Does the experience of playing another spread attack last week help Georgia’s defense prepare for Ole Miss?

So where does the experience against Missouri pay off? Potentially it’s in reading and reacting to quick releases, a feature of the spread. Georgia’s pass rushers, who didn’t sack Lock, are working on ways to at least effect Kelly.

“We’ve been practicing our hands-up ability, so if we don’t get there in four seconds, get your hands up and disrupt the pass,” Amaechi said.

Missouri also played up-tempo – at least in the first half – so that won’t be new to Georgia’s players when Ole Miss hurries up on Saturday.
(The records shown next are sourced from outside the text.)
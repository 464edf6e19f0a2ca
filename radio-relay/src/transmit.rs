//! Transmitting side: the framed content is broadcast in a loop on the least
//! busy own channel. Nothing acknowledges frames, so repetition is the only
//! way for late or unlucky receivers to complete the transfer.
use log::{debug, info};
use std::convert::Infallible;

use crate::channels::Channel;
use crate::config::RelayConfig;
use crate::device::frame::{encode, Frame};
use crate::device::Transceiver;
use crate::error::RelayError;
use crate::scan::select_free_channel;
use crate::shutdown::Shutdown;

/// Broadcasts one content over and over.
pub struct Transmitter<'a, T: Transceiver> {
    radio: &'a mut T,
    /// Encoded frames, header first.
    cycle: Vec<Vec<u8>>,
    shutdown: &'a Shutdown,
}

impl<'a, T: Transceiver> Transmitter<'a, T> {
    /// Frames `content`; fails when it does not fit in the index space.
    pub fn new(
        radio: &'a mut T,
        content: &[u8],
        shutdown: &'a Shutdown,
    ) -> Result<Self, RelayError<T::Error>> {
        let frames = encode(content)?;
        debug!(
            "Cycle of {} frames for {}B: {:02X?}",
            frames.len(),
            content.len(),
            frames.first().map(Frame::to_bytes)
        );
        Ok(Self {
            radio,
            cycle: frames.iter().map(Frame::to_bytes).collect(),
            shutdown,
        })
    }

    /// Number of frames in one cycle, header included.
    pub fn cycle_len(&self) -> usize {
        self.cycle.len()
    }

    /// Picks the least busy own channel and tunes to it.
    pub fn select_channel(
        &mut self,
        own: &[Channel],
        config: &RelayConfig,
    ) -> Result<Channel, RelayError<T::Error>> {
        let channel = select_free_channel(&mut *self.radio, own, config, self.shutdown)?;
        self.radio
            .tune(channel)
            .map_err(RelayError::InternalRadioError)?;
        Ok(channel)
    }

    /// Sends the header then every data frame once, on the current channel.
    pub fn send_cycle(&mut self) -> Result<(), RelayError<T::Error>> {
        for frame in &self.cycle {
            self.shutdown.check()?;
            self.radio
                .send_frame(frame)
                .map_err(RelayError::InternalRadioError)?;
        }
        Ok(())
    }

    /// Sends cycles until interrupted, calling `after_cycle` with the number of
    /// completed cycles after each one.
    pub fn run<F>(&mut self, mut after_cycle: F) -> Result<Infallible, RelayError<T::Error>>
    where
        F: FnMut(u64),
    {
        let mut cycles: u64 = 0;
        loop {
            self.send_cycle()?;
            cycles += 1;
            after_cycle(cycles);
        }
    }
}

/// Selects a free own channel once, then broadcasts `content` forever.
pub fn transmit_forever<T, F>(
    radio: &mut T,
    content: &[u8],
    own: &[Channel],
    config: &RelayConfig,
    shutdown: &Shutdown,
    after_cycle: F,
) -> Result<Infallible, RelayError<T::Error>>
where
    T: Transceiver,
    F: FnMut(u64),
{
    let mut transmitter = Transmitter::new(radio, content, shutdown)?;
    let channel = transmitter.select_channel(own, config)?;
    info!(
        "Transmitting {}B on channel {} ({} frames per cycle)",
        content.len(),
        channel,
        transmitter.cycle_len()
    );
    transmitter.run(after_cycle)
}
“They go real fast,” Georgia junior inside linebacker Reggie Carter said. “Both teams go fast.”

Eh, maybe.  But my biggest fear is that Kelly is a better runner than Lock.  My second biggest fear is Evan Engram, who’s currently third in the conference in receiving yards per game and is a nightmare match up.  We’re about to find out whether Georgia’s inside linebackers are more of an asset than a liability in pass coverage, I think.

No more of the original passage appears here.